Panellists discussed why forced labour continues to be such a pervasive issue in Burma. The chairman for Myanmar Trade Unions’ Federation, Aung Lin, blamed the government’s failure to crack down on abusers.
“Our country is like this because the government has failed to perform its task and take action,” he said.
Chit Tin, senior programme officer for Forced Labour Affairs at the International Labour Organization (ILO), said it was up to the people to pressure the government to act.
“The people have a major responsibility. The government has failed to perform the duty that we have given them, but to make the government perform its duty, we the people need to have mutual respect, and we must follow the rules in order to have rule of law. Until we do this, reform will never progress,” he said.

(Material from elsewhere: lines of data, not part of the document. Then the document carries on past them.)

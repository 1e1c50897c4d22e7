use crate::{
    common::path::helpers,
    constants::SELF_ATOM,
    AbsolutePath, Dialect, Drive, Normalizer, Path, PathError, Resolver, Result,
};
use std::{fmt, marker::PhantomData, str::FromStr};

/// A path that only has meaning once resolved against an [`AbsolutePath`].
///
/// A plain relative path always has at least one atom; the empty path is spelled `.`. On Windows
/// a relative path may additionally carry a drive (`C:foo`) or be anchored to the root of a drive
/// that is not yet known (`\foo`), and only an anchored path may have no atoms at all.
#[derive(Clone, PartialEq, Eq, Hash)]
pub struct RelativePath<D: Dialect> {
    pub(crate) drive: Option<Drive>,
    pub(crate) anchored: bool,
    pub(crate) atoms: Vec<String>,
    pub(crate) trailing_separator: bool,
    _dialect: PhantomData<D>,
}

impl_atom_path!(RelativePath);

impl<D: Dialect> RelativePath<D> {
    pub(crate) fn new_unchecked(
        drive: Option<Drive>,
        anchored: bool,
        atoms: Vec<String>,
        trailing_separator: bool,
    ) -> Self {
        Self {
            drive,
            anchored,
            atoms,
            trailing_separator,
            _dialect: PhantomData,
        }
    }

    /// Builds a path from atoms that were already validated, enforcing that a non-anchored path
    /// is never empty
    pub(crate) fn from_validated(
        drive: Option<Drive>,
        anchored: bool,
        atoms: Vec<String>,
        trailing_separator: bool,
    ) -> Result<Self> {
        if atoms.is_empty() && !anchored {
            return Err(PathError::EmptyPath);
        }

        Ok(Self::new_unchecked(
            drive,
            anchored,
            atoms,
            trailing_separator,
        ))
    }

    pub(crate) fn with_atoms(&self, atoms: Vec<String>, trailing_separator: bool) -> Self {
        Self::new_unchecked(self.drive, self.anchored, atoms, trailing_separator)
    }

    /// Creates a relative path from a sequence of atoms.
    ///
    /// # Errors
    ///
    /// Fails with [`PathError::EmptyPath`] if `atoms` is empty, or with an atom validation error.
    ///
    /// # Examples
    ///
    /// ```
    /// use atom_path::{PathError, UnixRelativePath};
    ///
    /// let path = UnixRelativePath::from_atoms(["..", "lib"], false).unwrap();
    /// assert_eq!(path.to_string(), "../lib");
    ///
    /// let atoms: [&str; 0] = [];
    /// assert_eq!(UnixRelativePath::from_atoms(atoms, false), Err(PathError::EmptyPath));
    /// ```
    pub fn from_atoms<I, S>(atoms: I, trailing_separator: bool) -> Result<Self>
    where
        I: IntoIterator<Item = S>,
        S: Into<String>,
    {
        let atoms = D::validate_atoms(atoms)?;
        Self::from_validated(None, false, atoms, trailing_separator)
    }

    /// Returns the canonical self path, `.`
    pub fn self_path() -> Self {
        Self::new_unchecked(None, false, vec![SELF_ATOM.to_string()], false)
    }

    /// Parses `text`, failing with [`PathError::NonRelativePath`] if it is absolute
    pub fn parse(text: &str) -> Result<Self> {
        Path::<D>::parse(text)?.into_relative()
    }

    /// Returns true if the path is rooted at a drive that is not yet known, e.g. `\foo`
    #[inline]
    pub fn is_anchored(&self) -> bool {
        self.anchored
    }

    /// Returns true if this path normalizes to `.`
    pub fn is_self(&self) -> bool {
        !self.anchored && self.normalize().atoms == [SELF_ATOM]
    }

    /// Joins another relative path onto this one.
    ///
    /// If `path` is anchored it replaces this path's atoms entirely while this path's drive is
    /// kept. Otherwise the atoms are concatenated and `path`'s trailing separator wins.
    ///
    /// # Errors
    ///
    /// Fails with [`PathError::DriveMismatch`] if `path` carries a drive that this path does not.
    pub fn join(&self, path: &RelativePath<D>) -> Result<Self> {
        Drive::check_compatible(self.drive, path.drive)?;

        if path.anchored {
            return Ok(Self::new_unchecked(
                self.drive,
                true,
                path.atoms.clone(),
                path.trailing_separator,
            ));
        }

        let mut atoms = self.atoms.clone();
        atoms.extend(path.atoms.iter().cloned());
        Ok(self.with_atoms(atoms, path.trailing_separator))
    }

    pub fn normalize(&self) -> Self {
        Normalizer.normalize_relative(self)
    }

    /// Roots this path.
    ///
    /// # Errors
    ///
    /// In a dialect with drives, fails with [`PathError::InvalidPathState`] unless a drive is
    /// attached; use `join_drive` first.
    ///
    /// # Examples
    ///
    /// ```
    /// use atom_path::{Drive, PathError, UnixRelativePath, WindowsRelativePath};
    ///
    /// let path = UnixRelativePath::parse("foo/bar").unwrap();
    /// assert_eq!(path.to_absolute().unwrap().to_string(), "/foo/bar");
    ///
    /// let path = WindowsRelativePath::parse(r"\foo\bar").unwrap();
    /// assert!(matches!(path.to_absolute(), Err(PathError::InvalidPathState { .. })));
    ///
    /// let path = path.join_drive(Drive::new('C').ok());
    /// assert_eq!(path.to_absolute().unwrap().to_string(), "C:/foo/bar");
    /// ```
    pub fn to_absolute(&self) -> Result<AbsolutePath<D>> {
        if D::supports_drives() && self.drive.is_none() {
            log::debug!("cannot root {self} without a drive specifier");
            return Err(PathError::InvalidPathState {
                reason: "a drive specifier is required to convert this path to an absolute path",
            });
        }

        Ok(AbsolutePath::new_unchecked(
            self.drive,
            self.atoms.clone(),
            self.trailing_separator,
        ))
    }

    /// Resolves this path against `base`; see [`Resolver::resolve_relative`]
    pub fn resolve_against(&self, base: &AbsolutePath<D>) -> Result<AbsolutePath<D>> {
        Resolver.resolve_relative(base, self)
    }
}

impl<D: Dialect> Default for RelativePath<D> {
    fn default() -> Self {
        Self::self_path()
    }
}

impl<D: Dialect> FromStr for RelativePath<D> {
    type Err = PathError;

    #[inline]
    fn from_str(s: &str) -> Result<Self> {
        Self::parse(s)
    }
}

impl<D: Dialect> fmt::Display for RelativePath<D> {
    fn fmt(&self, f: &mut fmt::Formatter<'_>) -> fmt::Result {
        helpers::write_path(
            f,
            self.drive,
            self.anchored,
            &self.atoms,
            self.trailing_separator,
        )
    }
}

impl<D: Dialect> fmt::Debug for RelativePath<D> {
    fn fmt(&self, f: &mut fmt::Formatter<'_>) -> fmt::Result {
        fmt::Debug::fmt(&self.to_string(), f)
    }
}
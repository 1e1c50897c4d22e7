pub(crate) mod constants;
mod parser;

pub use constants::*;

use crate::{
    common::parser::Tokens, private, AbsolutePath, Dialect, Drive, Path, PathKind, RelativePath,
    Result,
};
use std::fmt;

/// Represents a Windows-specific [`Path`]
pub type WindowsPath = Path<WindowsDialect>;

/// Represents a Windows-specific [`AbsolutePath`]
pub type WindowsAbsolutePath = AbsolutePath<WindowsDialect>;

/// Represents a Windows-specific [`RelativePath`]
pub type WindowsRelativePath = RelativePath<WindowsDialect>;

/// Represents the Windows path [`Dialect`].
///
/// Both `/` and `\` separate atoms on input and `/` is used on output. Paths may carry a drive
/// specifier, and a relative path may be anchored to the root of an unknown drive. Atoms reject
/// control characters and `< > : " | ? *`. Content matching ignores case.
#[derive(Copy, Clone, Default, PartialEq, Eq, Hash)]
pub struct WindowsDialect;

impl private::Sealed for WindowsDialect {}

impl Dialect for WindowsDialect {
    fn label() -> &'static str {
        "windows"
    }

    #[inline]
    fn is_separator(c: char) -> bool {
        parser::is_separator(c)
    }

    fn find_invalid_char(atom: &str) -> Option<char> {
        atom.chars()
            .find(|c| (c.is_ascii_control() && *c != '\x7f') || DISALLOWED_ATOM_CHARS.contains(c))
    }

    fn tokenize(text: &str) -> std::result::Result<Tokens<'_>, &'static str> {
        parser::parse(text)
    }

    #[inline]
    fn supports_drives() -> bool {
        true
    }

    #[inline]
    fn is_case_insensitive() -> bool {
        true
    }
}

impl fmt::Debug for WindowsDialect {
    fn fmt(&self, f: &mut fmt::Formatter<'_>) -> fmt::Result {
        f.debug_struct("WindowsDialect").finish()
    }
}

impl fmt::Display for WindowsDialect {
    fn fmt(&self, f: &mut fmt::Formatter<'_>) -> fmt::Result {
        write!(f, "WindowsDialect")
    }
}

impl WindowsPath {
    /// Creates a path of either variant from a drive and atoms.
    ///
    /// Shorthand for [`Path::from_parts`].
    pub fn from_drive_and_atoms<I, S>(
        atoms: I,
        drive: Option<Drive>,
        absolute: bool,
        anchored: bool,
        trailing_separator: bool,
    ) -> Result<Self>
    where
        I: IntoIterator<Item = S>,
        S: Into<String>,
    {
        let kind = if absolute {
            PathKind::Absolute
        } else {
            PathKind::Relative
        };
        Self::from_parts(kind, drive, anchored, atoms, trailing_separator)
    }

    /// Returns a copy of this path with its drive replaced, or removed when `drive` is `None`.
    pub fn join_drive(&self, drive: Option<Drive>) -> Self {
        match self {
            Self::Absolute(path) => Self::Absolute(path.join_drive(drive)),
            Self::Relative(path) => Self::Relative(path.join_drive(drive)),
        }
    }

    /// Returns true if this path's drive matches `drive`, ignoring case. A missing drive only
    /// matches `None`.
    pub fn matches_drive(&self, drive: Option<Drive>) -> bool {
        Drive::matches_option(self.drive(), drive)
    }

    /// Like [`matches_drive`](Self::matches_drive), but `None` matches any path.
    pub fn matches_drive_or_none(&self, drive: Option<Drive>) -> bool {
        drive.is_none() || self.matches_drive(drive)
    }
}

impl WindowsAbsolutePath {
    /// Creates an absolute path from atoms and an optional drive.
    ///
    /// # Examples
    ///
    /// ```
    /// use atom_path::{Drive, WindowsAbsolutePath};
    ///
    /// let drive = Drive::new('C').ok();
    /// let path = WindowsAbsolutePath::from_drive_and_atoms(["Windows"], drive, false).unwrap();
    /// assert_eq!(path.to_string(), "C:/Windows");
    /// ```
    pub fn from_drive_and_atoms<I, S>(
        atoms: I,
        drive: Option<Drive>,
        trailing_separator: bool,
    ) -> Result<Self>
    where
        I: IntoIterator<Item = S>,
        S: Into<String>,
    {
        let atoms = WindowsDialect::validate_atoms(atoms)?;
        Ok(Self::new_unchecked(drive, atoms, trailing_separator))
    }

    /// Returns a copy of this path with its drive replaced, or removed when `drive` is `None`.
    pub fn join_drive(&self, drive: Option<Drive>) -> Self {
        Self::new_unchecked(drive, self.atoms.clone(), self.trailing_separator)
    }

    /// Returns true if this path's drive matches `drive`, ignoring case. A missing drive only
    /// matches `None`.
    pub fn matches_drive(&self, drive: Option<Drive>) -> bool {
        Drive::matches_option(self.drive, drive)
    }

    /// Like [`matches_drive`](Self::matches_drive), but `None` matches any path.
    pub fn matches_drive_or_none(&self, drive: Option<Drive>) -> bool {
        drive.is_none() || self.matches_drive(drive)
    }
}

impl WindowsRelativePath {
    /// Creates a relative path from atoms, an optional drive and the anchored flag.
    ///
    /// # Errors
    ///
    /// Fails with [`PathError::EmptyPath`](crate::PathError::EmptyPath) if `atoms` is empty and
    /// the path is not anchored.
    ///
    /// # Examples
    ///
    /// ```
    /// use atom_path::{Drive, WindowsRelativePath};
    ///
    /// let path = WindowsRelativePath::from_drive_and_atoms(["foo"], None, true, false).unwrap();
    /// assert_eq!(path.to_string(), "/foo");
    ///
    /// let drive = Drive::new('D').ok();
    /// let path = WindowsRelativePath::from_drive_and_atoms(["foo"], drive, false, true).unwrap();
    /// assert_eq!(path.to_string(), "D:foo/");
    /// ```
    pub fn from_drive_and_atoms<I, S>(
        atoms: I,
        drive: Option<Drive>,
        anchored: bool,
        trailing_separator: bool,
    ) -> Result<Self>
    where
        I: IntoIterator<Item = S>,
        S: Into<String>,
    {
        let atoms = WindowsDialect::validate_atoms(atoms)?;
        Self::from_validated(drive, anchored, atoms, trailing_separator)
    }

    /// Returns a copy of this path with its drive replaced, or removed when `drive` is `None`.
    ///
    /// This is how a drive gets attached to a driveless path before
    /// [`to_absolute`](Self::to_absolute).
    pub fn join_drive(&self, drive: Option<Drive>) -> Self {
        Self::new_unchecked(
            drive,
            self.anchored,
            self.atoms.clone(),
            self.trailing_separator,
        )
    }

    /// Returns true if this path's drive matches `drive`, ignoring case. A missing drive only
    /// matches `None`.
    pub fn matches_drive(&self, drive: Option<Drive>) -> bool {
        Drive::matches_option(self.drive, drive)
    }

    /// Like [`matches_drive`](Self::matches_drive), but `None` matches any path.
    pub fn matches_drive_or_none(&self, drive: Option<Drive>) -> bool {
        drive.is_none() || self.matches_drive(drive)
    }
}
use crate::{
    common::parser::Tokens, Dialect, Drive, PathKind, Platform, Result, UnixPath, WindowsDialect,
    WindowsPath,
};
use std::fmt;

/// Represents a path whose dialect is only known at runtime, one of:
///
/// * [`UnixPath`]
/// * [`WindowsPath`]
#[derive(Clone, Debug, PartialEq, Eq, Hash)]
pub enum TypedPath {
    Unix(UnixPath),
    Windows(WindowsPath),
}

impl TypedPath {
    /// Parses `text`, guessing its dialect. If the text starts with a drive such as `C:` or with
    /// a `\`, it is parsed as a [`WindowsPath`]; otherwise it is parsed as a [`UnixPath`].
    ///
    /// # Examples
    ///
    /// ```
    /// use atom_path::TypedPath;
    ///
    /// assert!(TypedPath::new(r"C:\some\path\to\file.txt").unwrap().is_windows());
    /// assert!(TypedPath::new(r"\some\path\to\file.txt").unwrap().is_windows());
    /// assert!(TypedPath::new("/some/path/to/file.txt").unwrap().is_unix());
    ///
    /// // NOTE: If we don't start with a backslash, it's too difficult to
    /// //       determine and we therefore just assume a Unix/POSIX path.
    /// assert!(TypedPath::new(r"some\path\to\file.txt").unwrap().is_unix());
    /// assert!(TypedPath::new("file.txt").unwrap().is_unix());
    /// assert!(TypedPath::new("").unwrap().is_unix());
    /// ```
    pub fn new(text: &str) -> Result<Self> {
        let has_drive = matches!(
            WindowsDialect::tokenize(text),
            Ok(Tokens { drive: Some(_), .. })
        );

        if has_drive || text.starts_with('\\') {
            Self::parse(Platform::Windows, text)
        } else {
            Self::parse(Platform::Unix, text)
        }
    }

    /// Parses `text` using the syntax of `platform`
    pub fn parse(platform: Platform, text: &str) -> Result<Self> {
        match platform {
            Platform::Unix => UnixPath::parse(text).map(Self::Unix),
            Platform::Windows => WindowsPath::parse(text).map(Self::Windows),
        }
    }

    /// Builds a path for `platform` from its parts; see
    /// [`Path::from_parts`](crate::Path::from_parts).
    ///
    /// # Examples
    ///
    /// ```
    /// use atom_path::{PathError, PathKind, Platform, TypedPath};
    ///
    /// let path =
    ///     TypedPath::from_parts(Platform::Windows, PathKind::Relative, None, true, ["foo"], false)
    ///         .unwrap();
    /// assert_eq!(path.to_string(), "/foo");
    ///
    /// assert!(matches!(
    ///     TypedPath::from_parts(Platform::Unix, PathKind::Relative, None, true, ["foo"], false),
    ///     Err(PathError::InvalidPathState { .. })
    /// ));
    /// ```
    pub fn from_parts<I, S>(
        platform: Platform,
        kind: PathKind,
        drive: Option<Drive>,
        anchored: bool,
        atoms: I,
        trailing_separator: bool,
    ) -> Result<Self>
    where
        I: IntoIterator<Item = S>,
        S: Into<String>,
    {
        match platform {
            Platform::Unix => {
                UnixPath::from_parts(kind, drive, anchored, atoms, trailing_separator)
                    .map(Self::Unix)
            }
            Platform::Windows => {
                WindowsPath::from_parts(kind, drive, anchored, atoms, trailing_separator)
                    .map(Self::Windows)
            }
        }
    }

    pub fn platform(&self) -> Platform {
        match self {
            Self::Unix(_) => Platform::Unix,
            Self::Windows(_) => Platform::Windows,
        }
    }

    /// Returns true if this path represents a Unix path.
    #[inline]
    pub fn is_unix(&self) -> bool {
        matches!(self, Self::Unix(_))
    }

    /// Returns true if this path represents a Windows path.
    #[inline]
    pub fn is_windows(&self) -> bool {
        matches!(self, Self::Windows(_))
    }

    pub fn as_unix(&self) -> Option<&UnixPath> {
        match self {
            Self::Unix(path) => Some(path),
            Self::Windows(_) => None,
        }
    }

    pub fn as_windows(&self) -> Option<&WindowsPath> {
        match self {
            Self::Unix(_) => None,
            Self::Windows(path) => Some(path),
        }
    }

    pub fn kind(&self) -> PathKind {
        match self {
            Self::Unix(path) => path.kind(),
            Self::Windows(path) => path.kind(),
        }
    }

    pub fn atoms(&self) -> &[String] {
        match self {
            Self::Unix(path) => path.atoms(),
            Self::Windows(path) => path.atoms(),
        }
    }

    pub fn drive(&self) -> Option<Drive> {
        match self {
            Self::Unix(path) => path.drive(),
            Self::Windows(path) => path.drive(),
        }
    }

    pub fn normalize(&self) -> Self {
        match self {
            Self::Unix(path) => Self::Unix(path.normalize()),
            Self::Windows(path) => Self::Windows(path.normalize()),
        }
    }
}

impl From<UnixPath> for TypedPath {
    #[inline]
    fn from(path: UnixPath) -> Self {
        Self::Unix(path)
    }
}

impl From<WindowsPath> for TypedPath {
    #[inline]
    fn from(path: WindowsPath) -> Self {
        Self::Windows(path)
    }
}

impl fmt::Display for TypedPath {
    fn fmt(&self, f: &mut fmt::Formatter<'_>) -> fmt::Result {
        match self {
            Self::Unix(path) => fmt::Display::fmt(path, f),
            Self::Windows(path) => fmt::Display::fmt(path, f),
        }
    }
}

Aung Lin argued that this alone would not solve the problem.
“In only building people’s capacity, we will not affect the central control of the government,” he said. “It is more important that the government itself should increase its performance alongside the people.”
Ongoing civil war, human rights abuses and poverty have led to mass migration in Burma – both internally and internationally.
Migrants are particularly vulnerable to modern slavery and many fall into the hands of traffickers.
“What some overseas employment agencies are doing is technically human trafficking,” said Ei Shwe Sin Nyunt from the Labour Rights Defenders and Promoters.
But the secretary-general of the Myanmar Overseas Employment Agencies Federation, Kyaw Htin Kyaw, argued that human trafficking through employment agencies is a thing of the past.
“Previously, some brokers were committing human trafficking offences under the title of employment agencies. Other countries accepted it. But during that time, the recruitment was not controlled, and that is why these cases occurred,” he said.
Trafficking is a common way of recruiting women for the sex trade, and deceptive recruitment has led to women sold as brides, or commercial sexual exploitation.
Panellists discussed the added risk for women who fall into the hands of traffickers.
“In modern slavery, sex workers are the major victims,” said Aung Lin.
Daw Thiri from Sex Workers in Myanmar Network said that although there are hotlines women can call if they are in trouble, by the time they seek help it is often too late.
“There are numbers that victims can contact. But by the time they have a chance to contact someone, they have already been trafficked and their lives have already been destroyed,” she said. “After that, all they can do is find a way to survive.”
The studio generally agreed that more action needs to be taken to stop forced labour in all its forms. Panellists advocated that vulnerable people need to be made aware of the risks and their options.